Neurosurgery Coding Alert

Reader Questions:

Apply Surgical Fees to New Arthodesis Codes

Question: I need to prepare a surgical estimate for a 2-level anterior cervical discectomy and fusion which will take place in Jan. 2011. What are the new arthrodesis codes and the associated RVUs and Medicare fee schedule amount?
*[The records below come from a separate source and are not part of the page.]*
use serde::{Deserialize, Serialize};
use serde_json::Value;
use std::fmt;
use std::str::FromStr;

use crate::error::Error;

/// Length of a payment hash in hex characters (32 bytes)
pub const PAYMENT_HASH_HEX_LEN: usize = 64;

/// Payment hash, the key of one payment's monitoring session.
///
/// Always stored as lowercase hex.
#[derive(Debug, Clone, PartialEq, Eq, Hash, Serialize, Deserialize)]
#[serde(try_from = "String", into = "String")]
pub struct PaymentHash(String);

impl PaymentHash {
    pub fn parse(value: &str) -> Result<Self, Error> {
        let value = value.trim();
        if value.len() != PAYMENT_HASH_HEX_LEN || !value.bytes().all(|b| b.is_ascii_hexdigit()) {
            return Err(Error::InvalidInput(format!("not a payment hash: '{value}'")));
        }
        Ok(Self(value.to_ascii_lowercase()))
    }

    #[must_use]
    pub fn as_str(&self) -> &str {
        &self.0
    }
}

impl fmt::Display for PaymentHash {
    fn fmt(&self, f: &mut fmt::Formatter<'_>) -> fmt::Result {
        f.write_str(&self.0)
    }
}

impl FromStr for PaymentHash {
    type Err = Error;

    fn from_str(s: &str) -> Result<Self, Self::Err> {
        Self::parse(s)
    }
}

impl TryFrom<String> for PaymentHash {
    type Error = Error;

    fn try_from(value: String) -> Result<Self, Self::Error> {
        Self::parse(&value)
    }
}

impl From<PaymentHash> for String {
    fn from(hash: PaymentHash) -> Self {
        hash.0
    }
}

/// Status reported to observers.
#[derive(Debug, Clone, PartialEq, Eq)]
pub enum PaymentStatus {
    Connecting,
    Pending,
    Failed,
    Complete,
    Error(String),
}

impl PaymentStatus {
    /// Whether polling stops at this status.
    #[must_use]
    pub const fn is_terminal(&self) -> bool {
        matches!(self, Self::Failed | Self::Complete | Self::Error(_))
    }
}

impl fmt::Display for PaymentStatus {
    fn fmt(&self, f: &mut fmt::Formatter<'_>) -> fmt::Result {
        match self {
            Self::Connecting => f.write_str("connecting"),
            Self::Pending => f.write_str("pending"),
            Self::Failed => f.write_str("failed"),
            Self::Complete => f.write_str("complete"),
            Self::Error(message) => write!(f, "error: {message}"),
        }
    }
}

/// Status of a single backend attempt (`sendpay` record).
#[derive(Debug, Clone, Copy, PartialEq, Eq, Serialize, Deserialize)]
#[serde(rename_all = "lowercase")]
pub enum AttemptStatus {
    Pending,
    Failed,
    Complete,
}

impl FromStr for AttemptStatus {
    type Err = Error;

    fn from_str(s: &str) -> Result<Self, Self::Err> {
        match s {
            "pending" => Ok(Self::Pending),
            "failed" => Ok(Self::Failed),
            "complete" => Ok(Self::Complete),
            other => Err(Error::Backend(format!("unknown attempt status '{other}'"))),
        }
    }
}

/// One routing attempt, with the backend's raw record.
#[derive(Debug, Clone, PartialEq)]
pub struct PaymentAttempt {
    pub status: AttemptStatus,
    pub record: Value,
}

impl PaymentAttempt {
    /// Build from a raw backend record carrying a `status` field.
    pub fn from_record(record: Value) -> Result<Self, Error> {
        let status = record
            .get("status")
            .and_then(Value::as_str)
            .ok_or_else(|| Error::Backend("attempt record has no status".to_string()))?
            .parse()?;
        Ok(Self { status, record })
    }
}

/// Answer of a status long-poll.
#[derive(Debug, Clone, PartialEq)]
pub struct WaitResponse {
    pub status: AttemptStatus,
    pub record: Value,
}

impl WaitResponse {
    #[must_use]
    pub fn pending() -> Self {
        Self {
            status: AttemptStatus::Pending,
            record: Value::Null,
        }
    }
}

/// The parts of a decoded invoice this service cares about.
#[derive(Debug, Clone, PartialEq, Eq, Serialize)]
pub struct DecodedInvoice {
    pub payment_hash: PaymentHash,
    pub amount_msat: Option<u64>,
    pub description: Option<String>,
    pub payee: Option<String>,
}

#[cfg(test)]
mod tests {
    use super::*;
    use serde_json::json;

    const HASH: &str = "9b0fb5bd0e3a1c8e0d0a2c5b8d8f5f7c2e4a6b8c0d2e4f6a8b0c2d4e6f8a0b2c";

    #[test]
    fn test_payment_hash_normalizes_case() {
        let hash = PaymentHash::parse(&HASH.to_uppercase()).unwrap();
        assert_eq!(hash.as_str(), HASH);
        assert_eq!(hash.to_string(), HASH);
    }

    #[test]
    fn test_payment_hash_rejects_garbage() {
        assert!(PaymentHash::parse("").is_err());
        assert!(PaymentHash::parse("abc").is_err());
        assert!(PaymentHash::parse(&"g".repeat(PAYMENT_HASH_HEX_LEN)).is_err());
        assert!(PaymentHash::parse(&format!("{HASH}00")).is_err());
    }

    #[test]
    fn test_payment_hash_serde() {
        let hash: PaymentHash = serde_json::from_value(json!(HASH)).unwrap();
        assert_eq!(serde_json::to_value(&hash).unwrap(), json!(HASH));
        assert!(serde_json::from_value::<PaymentHash>(json!("nope")).is_err());
    }

    #[test]
    fn test_status_wire_form() {
        assert_eq!(PaymentStatus::Connecting.to_string(), "connecting");
        assert_eq!(PaymentStatus::Pending.to_string(), "pending");
        assert_eq!(PaymentStatus::Failed.to_string(), "failed");
        assert_eq!(PaymentStatus::Complete.to_string(), "complete");
        assert_eq!(
            PaymentStatus::Error("connection refused".to_string()).to_string(),
            "error: connection refused"
        );
    }

    #[test]
    fn test_status_terminality() {
        assert!(!PaymentStatus::Connecting.is_terminal());
        assert!(!PaymentStatus::Pending.is_terminal());
        assert!(PaymentStatus::Failed.is_terminal());
        assert!(PaymentStatus::Complete.is_terminal());
        assert!(PaymentStatus::Error(String::new()).is_terminal());
    }

    #[test]
    fn test_attempt_from_record() {
        let attempt =
            PaymentAttempt::from_record(json!({"status": "pending", "partid": 1})).unwrap();
        assert_eq!(attempt.status, AttemptStatus::Pending);
        assert_eq!(attempt.record["partid"], 1);

        assert!(PaymentAttempt::from_record(json!({"partid": 1})).is_err());
        assert!(PaymentAttempt::from_record(json!({"status": "lost"})).is_err());
    }
}
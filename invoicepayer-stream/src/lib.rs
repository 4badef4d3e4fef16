//! Live payment status streams
//!
//! One [`PaymentStream`] per payment hash, shared by every observer that
//! attaches to it through [`PaymentStreamManager::attach`]. The stream polls
//! the [`PaymentBackend`](invoicepayer_core::PaymentBackend) until the payment
//! settles, fans each status out through the [`Broadcaster`], keeps idle
//! connections alive and is reclaimed once nobody is watching.

pub mod broadcaster;
pub mod hub;
pub mod manager;
pub mod payment_stream;
pub mod poller;
pub mod registry;
pub mod submission;

pub use broadcaster::{Broadcaster, ChannelId, StreamEvent};
pub use hub::{EventHub, Subscription};
pub use manager::PaymentStreamManager;
pub use payment_stream::{PaymentStream, StreamSettings, StreamSnapshot};
pub use poller::{PollOutcome, StatusPoller};
pub use registry::{Lookup, ManagedStream, StreamRegistry};
pub use submission::PaymentSubmitter;
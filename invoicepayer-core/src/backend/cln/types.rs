use serde::Deserialize;
use serde_json::Value;

/// `waitsendpay` timed out with the payment still in flight
pub const PAY_IN_PROGRESS: i64 = 200;

#[derive(Debug, Deserialize)]
pub struct ListSendPaysResponse {
    #[serde(default)]
    pub payments: Vec<Value>,
}

#[derive(Debug, Deserialize)]
pub struct DecodePayResponse {
    pub payment_hash: String,
    #[serde(default)]
    pub amount_msat: Option<Value>,
    #[serde(default)]
    pub description: Option<String>,
    #[serde(default)]
    pub payee: Option<String>,
}

impl DecodePayResponse {
    /// Amount in millisatoshi. Older nodes render it as `"1000msat"`.
    pub fn amount_msat(&self) -> Option<u64> {
        match self.amount_msat.as_ref()? {
            Value::Number(n) => n.as_u64(),
            Value::String(s) => s.trim_end_matches("msat").parse().ok(),
            _ => None,
        }
    }
}

/// Human-readable message of an RPC error value.
///
/// Object errors yield their `message`, string errors themselves, anything
/// else is quoted as unknown.
#[must_use]
pub fn rpc_error_message(error: &Value) -> String {
    match error {
        Value::Object(map) => map
            .get("message")
            .and_then(Value::as_str)
            .map_or_else(|| format!("unknown: '{error}'"), str::to_string),
        Value::String(s) => s.clone(),
        other => format!("unknown: '{other}'"),
    }
}

#[cfg(test)]
mod tests {
    use super::*;
    use serde_json::json;

    #[test]
    fn test_rpc_error_message() {
        assert_eq!(
            rpc_error_message(&json!({"code": 205, "message": "Could not find a route"})),
            "Could not find a route"
        );
        assert_eq!(rpc_error_message(&json!("plain failure")), "plain failure");
        assert_eq!(rpc_error_message(&json!(42)), "unknown: '42'");
        assert_eq!(
            rpc_error_message(&json!({"code": 1})),
            "unknown: '{\"code\":1}'"
        );
    }

    #[test]
    fn test_decodepay_amount_forms() {
        let numeric: DecodePayResponse =
            serde_json::from_value(json!({"payment_hash": "aa", "amount_msat": 1500})).unwrap();
        assert_eq!(numeric.amount_msat(), Some(1500));

        let legacy: DecodePayResponse =
            serde_json::from_value(json!({"payment_hash": "aa", "amount_msat": "2000msat"}))
                .unwrap();
        assert_eq!(legacy.amount_msat(), Some(2000));

        let absent: DecodePayResponse =
            serde_json::from_value(json!({"payment_hash": "aa"})).unwrap();
        assert_eq!(absent.amount_msat(), None);
    }
}
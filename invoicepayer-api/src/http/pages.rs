//! HTML pages

use axum::{response::Html, routing::get, Router};
use invoicepayer_core::PaymentHash;

use crate::http::AppState;

const HOME_PAGE: &str = r#"<!doctype html>
<meta charset=utf-8>
<title>invoicepayer</title>
<h1>invoicepayer</h1>
<p>this thing pays lightning invoices on signet, do not abuse</p>
<form method=post action=/pay>
  <label>
    bolt11 invoice
    <textarea name=invoice></textarea>
  </label>
  <button>pay invoice</button>
</form>
<style>
body {
  margin: 10px auto;
  width: 800px;
  max-width: 90%;
}
textarea {
  width: 100%;
  height: 300px;
}
button {
  display: block;
  padding: 2px;
  font-size: 1.5em;
}
</style>
"#;

const STREAM_PAGE: &str = r#"<!doctype html>
<meta charset=utf-8>
<title>invoicepayer: {payment_hash}</title>
<h1>invoicepayer</h1>
<p>payment <code>{payment_hash}</code></p>
<p>status: <strong id=status>connecting</strong></p>
<pre id=result></pre>
<p><a href=/>pay another invoice</a></p>
<script>
const status = document.getElementById("status");
const result = document.getElementById("result");
const source = new EventSource(location.pathname);
source.addEventListener("status", (e) => {
  status.textContent = e.data;
  if (e.data.startsWith("error")) source.close();
});
source.addEventListener("result", (e) => {
  result.textContent = JSON.stringify(JSON.parse(e.data), null, 2);
});
</script>
<style>
body {
  margin: 10px auto;
  width: 800px;
  max-width: 90%;
}
pre {
  white-space: pre-wrap;
  word-break: break-all;
}
</style>
"#;

pub fn create_pages_router() -> Router<AppState> {
    Router::new().route("/", get(home))
}

pub async fn home() -> Html<&'static str> {
    Html(HOME_PAGE)
}

/// Page that follows one payment through the event stream at its own URL.
pub fn stream_page(payment_hash: &PaymentHash) -> Html<String> {
    Html(STREAM_PAGE.replace("{payment_hash}", payment_hash.as_str()))
}
pub mod url;
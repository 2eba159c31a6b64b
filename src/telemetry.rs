use opentelemetry::KeyValue;
use opentelemetry::trace::TracerProvider as _;
use opentelemetry_otlp::{SpanExporter, WithExportConfig};
use opentelemetry_sdk::{Resource, runtime, trace as sdktrace};
use opentelemetry_semantic_conventions::resource::SERVICE_NAME;
use thiserror::Error;
use tracing::{Subscriber, subscriber::set_global_default};
use tracing_bunyan_formatter::{BunyanFormattingLayer, JsonStorageLayer};
use tracing_log::LogTracer;
use tracing_subscriber::{EnvFilter, Registry, layer::SubscriberExt};

#[derive(Debug, Error)]
pub enum TelemetryError {
    #[error("Cannot build the OTLP span exporter: {0}")]
    Exporter(String),

    #[error("Cannot install the log forwarder")]
    LogTracer(#[from] tracing_log::log::SetLoggerError),

    #[error("Cannot set global tracing subscriber")]
    DefaultSubscriber(#[from] tracing::subscriber::SetGlobalDefaultError),
}

/// Builds an OTLP/gRPC tracer and registers its provider globally so that
/// [`shutdown`] can flush it.
pub fn init_tracer(name: &str, endpoint: &str) -> Result<sdktrace::Tracer, TelemetryError> {
    let exporter = SpanExporter::builder()
        .with_tonic()
        .with_endpoint(endpoint)
        .build()
        .map_err(|e| TelemetryError::Exporter(e.to_string()))?;

    let resource = Resource::new(vec![KeyValue::new(SERVICE_NAME, name.to_string())]);

    let tracer_provider = sdktrace::TracerProvider::builder()
        .with_batch_exporter(exporter, runtime::Tokio)
        .with_resource(resource)
        .build();

    let tracer = tracer_provider.tracer(name.to_string());
    opentelemetry::global::set_tracer_provider(tracer_provider);
    Ok(tracer)
}

/// Compose the subscriber: env filter, optional span export, then bunyan
/// JSON lines written to `sink`.
pub fn get_subscriber<Sink>(
    name: String,
    env_filter: String,
    tracer: Option<sdktrace::Tracer>,
    sink: Sink,
) -> impl Subscriber + Send + Sync
where
    Sink: for<'a> tracing_subscriber::fmt::MakeWriter<'a> + Sync + Send + 'static,
{
    let env_filter =
        EnvFilter::try_from_default_env().unwrap_or_else(|_| EnvFilter::new(env_filter));
    let telemetry_layer = tracer.map(|tracer| tracing_opentelemetry::layer().with_tracer(tracer));

    Registry::default()
        .with(env_filter)
        .with(telemetry_layer)
        .with(JsonStorageLayer)
        .with(BunyanFormattingLayer::new(name, sink))
}

pub fn init_subscriber(subscriber: impl Subscriber + Send + Sync) -> Result<(), TelemetryError> {
    LogTracer::init()?;
    set_global_default(subscriber)?;
    Ok(())
}

/// Flushes pending spans. A no-op when no exporter was installed.
pub fn shutdown() {
    opentelemetry::global::shutdown_tracer_provider();
}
Thanks in advance for your help.

New York Subscriber

Answer: Starting Jan. 1, you will be required to report arthrodesis procedures that include discectomy, osteophytectomy and spinal cord decompression with two new bundled codes:

  • 22551 Arthrodesis, anterior interbody, including disc space preparation, discectomy, osteophytectomy and decompression of spinal cord and/or nerve roots; cervical below C2
  • 22552 Arthrodesis, anterior interbody, including disc space preparation, discectomy, osteophytectomy and decompression of spinal cord and/or nerve roots; cervical below C2, each additional interspace (List separately in addition to code for separate procedure) Code 22552 is an add-on code, so you would report it with 22551 to reflect any additional interspace the neurosurgeon treats below C2. Previously, this bundled procedure would have been reported as 63075 (Discectomy, anterior, with decompression of spinal cord and/or nerve root[s], including osteophytectomy; cervical, single interspace) for the discectomy, osteophytectomy and spinal cord/nerve decompression and 22554-51 (Arthrodesis, anterior interbody technique, including minimal discectiomy to prepare interspace [other than for decompression]; cervical below C2) (Reduced services) for the arthrodesis.

The work RVUs for 22551 are 25.0 and for 22552 are 6.5, while the total facility RVUs for 22551 are 51.20 and for 22552 are 11.93 (subject to geographical variation). The fee schedule conversion factor proposed in the 2011 Medicare Physician Fee Schedule Final Rule is $25.5217.